If you look at it like that, old movies look about the same (if not better) than modern movies. But in the last few years, I’ve seen way more movies—and specifically, a lot of old movies. I find that I watch a lot more classic movies than most of my friends—black and white, silent, classics, B-movies, it doesn’t really matter. And now that I’ve started to discriminate less, not just looking for the “classics,” my graph starts to look more like this:

They had a lot of trash back in the day; they were no different than us. But unlike us, they didn’t have HD cameras to at least make their trash look nice. Like I said, it may have been uneven or slow, but films have been getting better since day one.

Sometimes we get pessimistic and we think we’re living in the worst era for some reason or another—we have golden-age thinking where we look back at some other time and say they did it right. I use to do that with movies; I thought the classics were the best, and filmmakers these days are just lazy. Why can’t we make art like that again? But when you start to explore film, you’ll see the trends and the movements that have given us ever-better movies. I’ll keep watching classics, of course, as long as they keep providing a window into film today and the lineage of our culture.

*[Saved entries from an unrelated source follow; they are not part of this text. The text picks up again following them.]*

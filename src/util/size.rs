use std::fs;
use std::path::Path;

const UNITS: [&str; 5] = ["B", "KB", "MB", "GB", "TB"];

/// Human readable size in binary units with one decimal, e.g. `1.5 KB`.
///
/// Anything beyond the terabytes is rendered in `PB`.
pub fn format_size(bytes: u64) -> String {
    let mut size = bytes as f64;
    for unit in UNITS {
        if size < 1024.0 {
            return format!("{size:.1} {unit}");
        }
        size /= 1024.0;
    }
    format!("{size:.1} PB")
}

/// Total size of all regular files below `path`. Symlinks are not followed.
///
/// A missing directory has size 0. Entries that vanish or can't be read are skipped.
pub fn folder_size(path: &Path) -> u64 {
    let Ok(entries) = fs::read_dir(path) else {
        return 0;
    };

    entries
        .filter_map(Result::ok)
        .filter_map(|entry| {
            let metadata = fs::symlink_metadata(entry.path()).ok()?;
            if metadata.is_dir() {
                Some(folder_size(&entry.path()))
            } else if metadata.is_file() {
                Some(metadata.len())
            } else {
                None
            }
        })
        .sum()
}
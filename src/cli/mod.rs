use std::path::PathBuf;

use clap::Parser;
use log::LevelFilter;

use crate::schedule::Kind;

#[derive(Parser, Debug)]
#[command(version, about, long_about = None)]
pub struct Cli {
    /// Verbosity of the command output.
    #[arg(long)]
    pub verbose: Option<LevelFilter>,

    /// Path of the TOML configuration file.
    #[arg(long, short = 'c', env = "MONGO_BACKUP_CONFIG", default_value = "config.toml")]
    pub config: PathBuf,

    /// Run this kind of backup regardless of the date.
    ///
    /// Without it the kinds due today are determined automatically.
    #[arg(long = "type", value_enum)]
    pub kind: Option<Kind>,
}
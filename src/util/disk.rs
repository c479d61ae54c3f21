use std::io;
use std::path::Path;

use nix::sys::statvfs::statvfs;

const GIB: f64 = 1024.0 * 1024.0 * 1024.0;

/// Bytes available to unprivileged users on the filesystem containing `path`.
pub fn free_space(path: &Path) -> io::Result<u64> {
    let stat = statvfs(path).map_err(io::Error::from)?;
    Ok(stat.blocks_available() as u64 * stat.fragment_size() as u64)
}

/// Free space at `path`, or [None] (logged) if the query fails.
pub fn free_space_or_log(path: &Path) -> Option<u64> {
    free_space(path)
        .inspect_err(|e| {
            log::warn!(target: "util::disk", "Querying free space of {} failed: {e}", path.display())
        })
        .ok()
}

/// Render bytes as gibibytes with two decimals.
pub fn format_gb(bytes: Option<u64>) -> String {
    match bytes {
        Some(bytes) => format!("{:.2} GB", bytes as f64 / GIB),
        None => "unknown".to_string(),
    }
}
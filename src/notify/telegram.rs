//! [Notifier] sending reports through the Telegram Bot API.

use std::path::Path;
use std::sync::LazyLock;
use std::time::Duration;

use regex::Regex;
use reqwest::blocking::{multipart, Client};
use serde::Deserialize;

use super::{Notifier, NotifyError};
use crate::config::TelegramConfig;

const API_BASE: &str = "https://api.telegram.org";
const REQUEST_TIMEOUT: Duration = Duration::from_secs(30);

/// Characters reserved by Telegram's MarkdownV2.
const MARKDOWN_V2_RESERVED: &str = r"\_*[]()~`>#+-=|{}.!";

static MARKDOWN_V2_ESCAPE: LazyLock<Regex> = LazyLock::new(|| {
    Regex::new(&format!("([{}])", regex::escape(MARKDOWN_V2_RESERVED)))
        .expect("escaped character class should be valid")
});

/// Escape every MarkdownV2 reserved character in `text`.
pub fn escape_markdown_v2(text: &str) -> String {
    MARKDOWN_V2_ESCAPE.replace_all(text, r"\$1").into_owned()
}

#[derive(Debug, Deserialize)]
struct ApiResponse {
    ok: bool,
    #[serde(default)]
    description: Option<String>,
}

/// Telegram bot sending to a single chat.
#[derive(Debug, Clone)]
pub struct Telegram {
    client: Client,
    api_base: String,
    token: String,
    chat_id: String,
}

impl Telegram {
    pub fn new(config: &TelegramConfig) -> Result<Self, NotifyError> {
        let client = Client::builder().timeout(REQUEST_TIMEOUT).build()?;
        Ok(Self {
            client,
            api_base: API_BASE.to_string(),
            token: config.token.clone(),
            chat_id: config.chat_id.clone(),
        })
    }

    /// Talk to a different Bot API server, e.g. a self hosted one.
    pub fn with_api_base(mut self, api_base: impl Into<String>) -> Self {
        self.api_base = api_base.into();
        self
    }

    fn api_url(&self, method: &str) -> String {
        format!(
            "{}/bot{}/{}",
            self.api_base.trim_end_matches('/'),
            self.token,
            method
        )
    }

    fn check(method: &'static str, response: reqwest::blocking::Response) -> Result<(), NotifyError> {
        let body: ApiResponse = response.json()?;
        if body.ok {
            Ok(())
        } else {
            Err(NotifyError::Api {
                method,
                description: body.description.unwrap_or_default(),
            })
        }
    }

    fn send_message(&self, text: &str, parse_mode: Option<&str>) -> Result<(), NotifyError> {
        let mut body = serde_json::json!({
            "chat_id": self.chat_id,
            "text": text,
        });
        if let Some(parse_mode) = parse_mode {
            body["parse_mode"] = parse_mode.into();
        }

        let response = self
            .client
            .post(self.api_url("sendMessage"))
            .json(&body)
            .send()?;
        Self::check("sendMessage", response)
    }

    fn send_document(&self, path: &Path) -> Result<(), NotifyError> {
        let form = multipart::Form::new()
            .text("chat_id", self.chat_id.clone())
            .file("document", path)?;

        let response = self
            .client
            .post(self.api_url("sendDocument"))
            .multipart(form)
            .send()?;
        Self::check("sendDocument", response)
    }
}

impl Notifier for Telegram {
    fn send(&self, message: &str, attachment: Option<&Path>) -> Result<(), NotifyError> {
        let escaped = escape_markdown_v2(message);
        match self.send_message(&escaped, Some("MarkdownV2")) {
            Ok(()) => log::info!(target: "notify::telegram", "Telegram message sent"),
            Err(e) => {
                log::error!(target: "notify::telegram", "Sending formatted Telegram message failed: {e}");
                self.send_message(message, None)?;
                log::info!(target: "notify::telegram", "Telegram message sent without formatting");
            }
        }

        match attachment {
            Some(path) if path.exists() => {
                self.send_document(path)?;
                log::info!(target: "notify::telegram", "Attachment {} sent", path.display());
            }
            Some(path) => {
                log::warn!(target: "notify::telegram", "Attachment not found: {}", path.display());
            }
            None => {}
        }

        Ok(())
    }
}

#[cfg(test)]
mod tests {
    use std::io::{BufRead, BufReader, Read, Write};
    use std::net::{TcpListener, TcpStream};
    use std::sync::mpsc;
    use std::thread;

    use serde_json::Value;

    use super::*;

    #[derive(Debug)]
    struct Request {
        path: String,
        body: String,
    }

    /// Local Bot API answering each connection with the next queued `(status, body)`.
    fn serve(responses: Vec<(u16, &'static str)>) -> (String, mpsc::Receiver<Request>) {
        let listener = TcpListener::bind("127.0.0.1:0").unwrap();
        let url = format!("http://{}", listener.local_addr().unwrap());
        let (tx, rx) = mpsc::channel();

        thread::spawn(move || {
            for (status, body) in responses {
                let (mut stream, _) = listener.accept().unwrap();
                tx.send(read_request(&stream)).unwrap();
                let response = format!(
                    "HTTP/1.1 {status} Stub\r\n\
                     Content-Type: application/json\r\n\
                     Content-Length: {}\r\n\
                     Connection: close\r\n\r\n{body}",
                    body.len()
                );
                stream.write_all(response.as_bytes()).unwrap();
            }
        });

        (url, rx)
    }

    fn read_request(stream: &TcpStream) -> Request {
        let mut reader = BufReader::new(stream.try_clone().unwrap());
        let mut line = String::new();
        reader.read_line(&mut line).unwrap();
        let path = line.split_whitespace().nth(1).unwrap().to_string();

        let mut content_length = None;
        let mut chunked = false;
        loop {
            line.clear();
            reader.read_line(&mut line).unwrap();
            let header = line.trim_end();
            if header.is_empty() {
                break;
            }
            let (name, value) = header.split_once(':').unwrap();
            if name.eq_ignore_ascii_case("content-length") {
                content_length = Some(value.trim().parse::<usize>().unwrap());
            } else if name.eq_ignore_ascii_case("transfer-encoding") {
                chunked = value.trim().eq_ignore_ascii_case("chunked");
            }
        }

        let mut body = Vec::new();
        if chunked {
            loop {
                line.clear();
                reader.read_line(&mut line).unwrap();
                let size = line.trim_end().split(';').next().unwrap();
                let size = usize::from_str_radix(size, 16).unwrap();
                let mut chunk = vec![0; size + 2];
                reader.read_exact(&mut chunk).unwrap();
                if size == 0 {
                    break;
                }
                body.extend_from_slice(&chunk[..size]);
            }
        } else if let Some(length) = content_length {
            body.resize(length, 0);
            reader.read_exact(&mut body).unwrap();
        }

        Request {
            path,
            body: String::from_utf8_lossy(&body).into_owned(),
        }
    }

    fn local_telegram(url: &str) -> Telegram {
        Telegram {
            client: Client::builder().no_proxy().timeout(REQUEST_TIMEOUT).build().unwrap(),
            ..telegram()
        }
        .with_api_base(url)
    }

    const REJECTED: (u16, &str) = (400, r#"{"ok":false,"description":"Bad Request: can't parse entities"}"#);
    const ACCEPTED: (u16, &str) = (200, r#"{"ok":true,"result":{}}"#);

    fn telegram() -> Telegram {
        Telegram::new(&TelegramConfig {
            token: "123:abc".into(),
            chat_id: "-1001".into(),
        })
        .unwrap()
    }

    #[test]
    fn escapes_reserved_characters() {
        assert_eq!(escape_markdown_v2("plain text"), "plain text");
        assert_eq!(escape_markdown_v2("1.5 KB"), r"1\.5 KB");
        assert_eq!(escape_markdown_v2("error_users_1.txt"), r"error\_users\_1\.txt");
        assert_eq!(escape_markdown_v2("`mongodump` (x) [y]!"), r"\`mongodump\` \(x\) \[y\]\!");
        assert_eq!(escape_markdown_v2(r"a\b"), r"a\\b");
        assert_eq!(escape_markdown_v2("- a"), r"\- a");
    }

    #[test]
    fn api_urls() {
        let bot = telegram();
        assert_eq!(
            bot.api_url("sendMessage"),
            "https://api.telegram.org/bot123:abc/sendMessage"
        );
        let bot = bot.with_api_base("http://localhost:8081/");
        assert_eq!(
            bot.api_url("sendDocument"),
            "http://localhost:8081/bot123:abc/sendDocument"
        );
    }

    #[test]
    fn rejected_markdown_is_resent_as_plain_text() {
        let dir = tempfile::tempdir().unwrap();
        let attachment = dir.path().join("error_users_20250615_030405.txt");
        std::fs::write(&attachment, "Failed: auth error").unwrap();
        let (url, requests) = serve(vec![REJECTED, ACCEPTED, ACCEPTED]);

        let message = "Total size: 1.5 KB (done!)";
        local_telegram(&url).send(message, Some(&attachment)).unwrap();

        let requests: Vec<_> = requests.try_iter().collect();
        let paths: Vec<_> = requests.iter().map(|r| r.path.as_str()).collect();
        assert_eq!(
            paths,
            [
                "/bot123:abc/sendMessage",
                "/bot123:abc/sendMessage",
                "/bot123:abc/sendDocument"
            ]
        );

        let formatted: Value = serde_json::from_str(&requests[0].body).unwrap();
        assert_eq!(formatted["parse_mode"], "MarkdownV2");
        assert_eq!(formatted["text"], r"Total size: 1\.5 KB \(done\!\)");
        assert_eq!(formatted["chat_id"], "-1001");

        let plain: Value = serde_json::from_str(&requests[1].body).unwrap();
        assert!(plain.get("parse_mode").is_none());
        assert_eq!(plain["text"], message);

        let document = &requests[2].body;
        assert!(document.contains(r#"name="chat_id""#));
        assert!(document.contains("-1001"));
        assert!(document.contains(r#"name="document""#));
        assert!(document.contains("Failed: auth error"));
    }

    #[test]
    fn accepted_markdown_is_sent_once() {
        let dir = tempfile::tempdir().unwrap();
        let (url, requests) = serve(vec![ACCEPTED]);

        let missing = dir.path().join("gone.txt");
        local_telegram(&url).send("all good", Some(&missing)).unwrap();

        let requests: Vec<_> = requests.try_iter().collect();
        assert_eq!(requests.len(), 1);
        assert_eq!(requests[0].path, "/bot123:abc/sendMessage");
    }

    #[test]
    fn rejected_plain_text_is_an_error() {
        let (url, requests) = serve(vec![REJECTED, REJECTED]);

        let err = local_telegram(&url).send("hello", None).unwrap_err();
        assert!(matches!(err, NotifyError::Api { method: "sendMessage", .. }));
        assert_eq!(requests.try_iter().count(), 2);
    }

    #[test]
    fn unreachable_api_is_an_error() {
        // port 9 (discard) on localhost is not expected to serve HTTP
        let bot = telegram().with_api_base("http://127.0.0.1:9");
        assert!(bot.send("hello", None).is_err());
    }
}
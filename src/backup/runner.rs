//! Sequential dump of all configured collections.

use std::fs::{self, File};
use std::io::{self, Write};
use std::path::{Path, PathBuf};

use chrono::{DateTime, Local};

use super::{BackupRun, CollectionResult, Failure, FatalError, Outcome, RunError};
use crate::config::BackupConfig;
use crate::dump::{dump_collection, DumpOutcome, DumpRequest, DumpTool, FailureCause};
use crate::notify::{deliver, Notifier};
use crate::report::{self, RunReport};
use crate::schedule::Kind;
use crate::util::disk::free_space_or_log;

/// Runs the dump tool once per collection and reports the progress.
pub struct DumpRunner<'a, T: ?Sized, N: ?Sized> {
    config: &'a BackupConfig,
    tool: &'a T,
    notifier: &'a N,
}

impl<'a, T, N> DumpRunner<'a, T, N>
where
    T: DumpTool + ?Sized,
    N: Notifier + ?Sized,
{
    pub fn new(config: &'a BackupConfig, tool: &'a T, notifier: &'a N) -> Self {
        Self {
            config,
            tool,
            notifier,
        }
    }

    /// Backup all collections into a new run of `kind`.
    pub fn run(&self, kind: Kind) -> Result<BackupRun, RunError> {
        self.run_at(kind, Local::now())
    }

    /// Like [run](Self::run), naming the output directory after `now`.
    ///
    /// Failing dumps are reported and recorded, only an unusable output
    /// directory ends the run with an [Err].
    pub fn run_at(&self, kind: Kind, now: DateTime<Local>) -> Result<BackupRun, RunError> {
        let config = self.config;
        let output_dir = config.backup_root.join(kind.folder_name(now.date_naive()));
        fs::create_dir_all(&output_dir).map_err(|source| RunError::OutputDirectory {
            path: output_dir.clone(),
            source,
        })?;

        let free_before = free_space_or_log(&config.backup_root);
        let mut run = BackupRun::new(kind, &config.database_name, output_dir, now, free_before);

        let start = report::build_start(
            kind,
            &config.database_name,
            run.output_dir(),
            &config.collections,
        );
        deliver(self.notifier, &start, None);
        log::info!(target: "backup::runner", "Starting {kind} backup into {}", run.output_dir().display());

        let mut collections = config.collections.iter();
        for collection in collections.by_ref() {
            let outcome = self.backup_collection(collection, run.output_dir());
            let fatal = matches!(outcome, Outcome::Fatal(_));
            run.record(CollectionResult::new(collection, outcome));
            if fatal {
                break;
            }
        }
        for skipped in collections {
            log::warn!(target: "backup::runner", "Skipping collection {skipped} after fatal error");
            run.record(CollectionResult::new(skipped, Outcome::Skipped));
        }

        run.finish(Local::now(), free_space_or_log(&config.backup_root));

        let summary = if run.succeeded() {
            let report = RunReport::new(&run, self.tool.version());
            report::build_success_summary(&report)
        } else {
            report::build_failure_summary(&run)
        };
        deliver(self.notifier, &summary, None);
        log::info!(
            target: "backup::runner",
            "Finished {kind} backup: {}/{} collections succeeded",
            run.success_count(),
            run.results().len()
        );

        Ok(run)
    }

    fn backup_collection(&self, collection: &str, output_dir: &Path) -> Outcome {
        let request = DumpRequest {
            uri: &self.config.uri,
            database: &self.config.database_name,
            collection,
            output_dir,
        };
        log::info!(target: "backup::runner", "Backing up collection {collection}");

        match dump_collection(self.tool, &request) {
            DumpOutcome::Success { size } => {
                log::info!(target: "backup::runner", "Collection {collection} backed up");
                Outcome::Success { size }
            }
            DumpOutcome::Failure {
                exit_code,
                diagnostic,
            } => {
                let at = Local::now();
                let diagnostic_file = write_diagnostic(output_dir, collection, at, &diagnostic)
                    .inspect_err(|e| {
                        log::error!(target: "backup::runner", "Saving diagnostic output of {collection} failed: {e}")
                    })
                    .ok();
                let failure = Failure {
                    command: request.command_line(&self.tool.name()),
                    exit_code,
                    cause: FailureCause::from_exit_code(exit_code),
                    diagnostic_file,
                    diagnostic,
                    at,
                    free_space: free_space_or_log(output_dir),
                };
                log::error!(target: "backup::runner", "Backup of {collection} failed: {}", failure.diagnostic.trim_end());

                let msg = report::build_per_collection_error(collection, &failure);
                deliver(self.notifier, &msg, failure.diagnostic_file.as_deref());
                Outcome::Failed(failure)
            }
            DumpOutcome::Fatal { reason } => {
                let fatal = FatalError {
                    tool: self.tool.name(),
                    reason,
                    at: Local::now(),
                    free_space: free_space_or_log(output_dir),
                };
                let msg = report::build_fatal(collection, &fatal);
                log::error!(target: "backup::runner", "{msg}");
                deliver(self.notifier, &msg, None);
                Outcome::Fatal(fatal)
            }
        }
    }
}

/// Name of the diagnostic file of `collection` failing at `at`.
///
/// `attempt` disambiguates files created within the same second.
/// Path separators in the collection name are replaced.
fn diagnostic_file_name(collection: &str, at: DateTime<Local>, attempt: usize) -> String {
    let collection = collection.replace(['/', '\\'], "_");
    let timestamp = at.format("%Y%m%d_%H%M%S");
    if attempt == 0 {
        format!("error_{collection}_{timestamp}.txt")
    } else {
        format!("error_{collection}_{timestamp}_{attempt}.txt")
    }
}

/// Save `diagnostic` to a new file in `output_dir`. Existing files are never overwritten.
fn write_diagnostic(
    output_dir: &Path,
    collection: &str,
    at: DateTime<Local>,
    diagnostic: &str,
) -> io::Result<PathBuf> {
    let mut attempt = 0;
    let (path, mut file) = loop {
        let path = output_dir.join(diagnostic_file_name(collection, at, attempt));
        match File::create_new(&path) {
            Ok(file) => break (path, file),
            Err(e) if e.kind() == io::ErrorKind::AlreadyExists => attempt += 1,
            Err(e) => return Err(e),
        }
    };

    file.write_all(diagnostic.as_bytes())?;
    file.flush()?;
    log::debug!(target: "backup::runner", "Saved diagnostic output to {}", path.display());

    Ok(path)
}
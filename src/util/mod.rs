//! Filesystem helpers shared by the runner and the report builder.

pub mod disk;
pub mod size;

pub use disk::free_space;
pub use size::{folder_size, format_size};
// src/error.rs
use thiserror::Error;

/// Everything the core can fail with.
///
/// Missing or malformed structured data on a page is *not* represented here:
/// extraction degrades to `None` fields instead.
#[derive(Error, Debug)]
pub enum Error {
    /// Network failure, timeout or non-2xx status while retrieving a page.
    #[error("fetch failed for {url}: {source}")]
    Fetch {
        url: String,
        #[source]
        source: reqwest::Error,
    },

    #[error("configuration error: {0}")]
    Config(String),

    /// Backend could not be reached within the connect/server-selection timeouts.
    #[error("backend unavailable: {0}")]
    Unavailable(String),

    /// Backend answered but refused the request.
    #[error("backend rejected request: {0}")]
    Backend(String),

    #[error("invalid request: {0}")]
    Validation(String),

    #[error("could not encode record: {0}")]
    Encode(String),

    #[error("I/O error: {0}")]
    Io(#[from] std::io::Error),
}

impl Error {
    pub fn is_unavailable(&self) -> bool {
        matches!(self, Error::Unavailable(_))
    }

    pub fn is_fetch(&self) -> bool {
        matches!(self, Error::Fetch { .. })
    }
}

pub type Result<T> = std::result::Result<T, Error>;
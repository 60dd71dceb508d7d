// src/scrape.rs
use crate::{
    config::FetchOptions,
    core::net,
    data::ScrapedFields,
    error::Result,
    specs::title,
};

/// Fetch a title page and pull Year, rating, votes and runtime off it.
///
/// Only the request can fail. A page without usable metadata comes back with
/// `None` fields, never an error. Nothing is cached between calls.
pub fn fetch_minimal_fields(url: &str) -> Result<ScrapedFields> {
    fetch_minimal_fields_with(url, &FetchOptions::default())
}

pub fn fetch_minimal_fields_with(url: &str, opts: &FetchOptions) -> Result<ScrapedFields> {
    let url = url.trim();
    let body = net::http_get(url, opts)?;
    let fields = title::extract(url, &body);
    logf!(
        "Fetched {url}: year={:?} rating={:?} votes={:?} runtime={:?}",
        fields.year, fields.imdb_rating, fields.number_of_votes, fields.runtime
    );
    Ok(fields)
}
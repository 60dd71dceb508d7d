// src/sampler.rs
//! Draw a random subset of the population and, on confirmation, delete it.
//!
//! Sampling and deleting are two separate backend operations. Another writer
//! can change the population in between: a sampled movie may already be gone
//! (it is then simply not counted), and nothing new is picked up. This is
//! accepted for a single-operator tool; no lock or transaction guards it.

use crate::data::PopulationRecord;
use crate::error::{Error, Result};
use crate::store::{Connector, RecordStore};

#[derive(Clone, Debug, Default, PartialEq, Eq)]
pub struct DrawOutcome {
    /// What was drawn, sorted by ID.
    pub sampled: Vec<PopulationRecord>,
    pub confirmed: bool,
    pub deleted: u64,
}

/// Caller-side availability check before sampling: `1 <= k <= remaining`.
/// Returns how many records remain.
pub fn check_available<C: Connector>(store: &mut RecordStore<C>, k: usize) -> Result<usize> {
    if k == 0 {
        return Err(Error::Validation(s!("sample size must be at least 1")));
    }
    let remaining = store.list_population()?.len();
    if k > remaining {
        return Err(Error::Validation(format!(
            "Not enough movies to sample {k} (only {remaining} left)"
        )));
    }
    Ok(remaining)
}

/// Preview: `k` random records sorted by ID, nothing deleted.
pub fn draw<C: Connector>(store: &mut RecordStore<C>, k: usize) -> Result<Vec<PopulationRecord>> {
    let mut sampled = store.sample_random(k)?;
    sampled.sort_by_key(|r| r.id);
    Ok(sampled)
}

/// Draw `k`, show them to `confirm`, and delete exactly those IDs if it agrees.
pub fn draw_and_delete<C, F>(store: &mut RecordStore<C>, k: usize, confirm: F) -> Result<DrawOutcome>
where
    C: Connector,
    F: FnOnce(&[PopulationRecord]) -> bool,
{
    let sampled = draw(store, k)?;
    if sampled.is_empty() || !confirm(&sampled) {
        return Ok(DrawOutcome { sampled, confirmed: false, deleted: 0 });
    }

    let ids: Vec<i64> = sampled.iter().map(|r| r.id).collect();
    let deleted = store.delete_by_ids(&ids)?;
    if deleted < ids.len() as u64 {
        logf!("Drew {} but deleted {deleted}; the population changed in between", ids.len());
    }
    store.invalidate_cache();
    Ok(DrawOutcome { sampled, confirmed: true, deleted })
}
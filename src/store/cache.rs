// src/store/cache.rs

use std::time::{Duration, Instant};

/// One value, valid for `ttl` after it was stored.
pub struct TtlCache<T> {
    ttl: Duration,
    entry: Option<(Instant, T)>,
}

impl<T> TtlCache<T> {
    pub fn new(ttl: Duration) -> Self {
        Self { ttl, entry: None }
    }

    pub fn get(&self) -> Option<&T> {
        self.entry
            .as_ref()
            .filter(|(at, _)| at.elapsed() < self.ttl)
            .map(|(_, v)| v)
    }

    pub fn put(&mut self, value: T) {
        self.entry = Some((Instant::now(), value));
    }

    pub fn invalidate(&mut self) {
        self.entry = None;
    }
}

But beyond that, I’m excited for each new release, each new blockbuster and indie flick to come each year to a theater near me.

Postscript: You may have noticed in the graphs above that the 1970s and 80s are a bit of an outlier. There’s an objective reason for this: it’s because they made really good movies in the 70s and 80s. As a reminder, I did not live during those decades; I have no nostalgia for them. The 70s and 80s just made good movies. And that’s because the strongest indicator or influence for a movie being good is not the time it came out in, but the filmmaking industry in which it was produced. We’ll definitely need to discuss in this more in another post.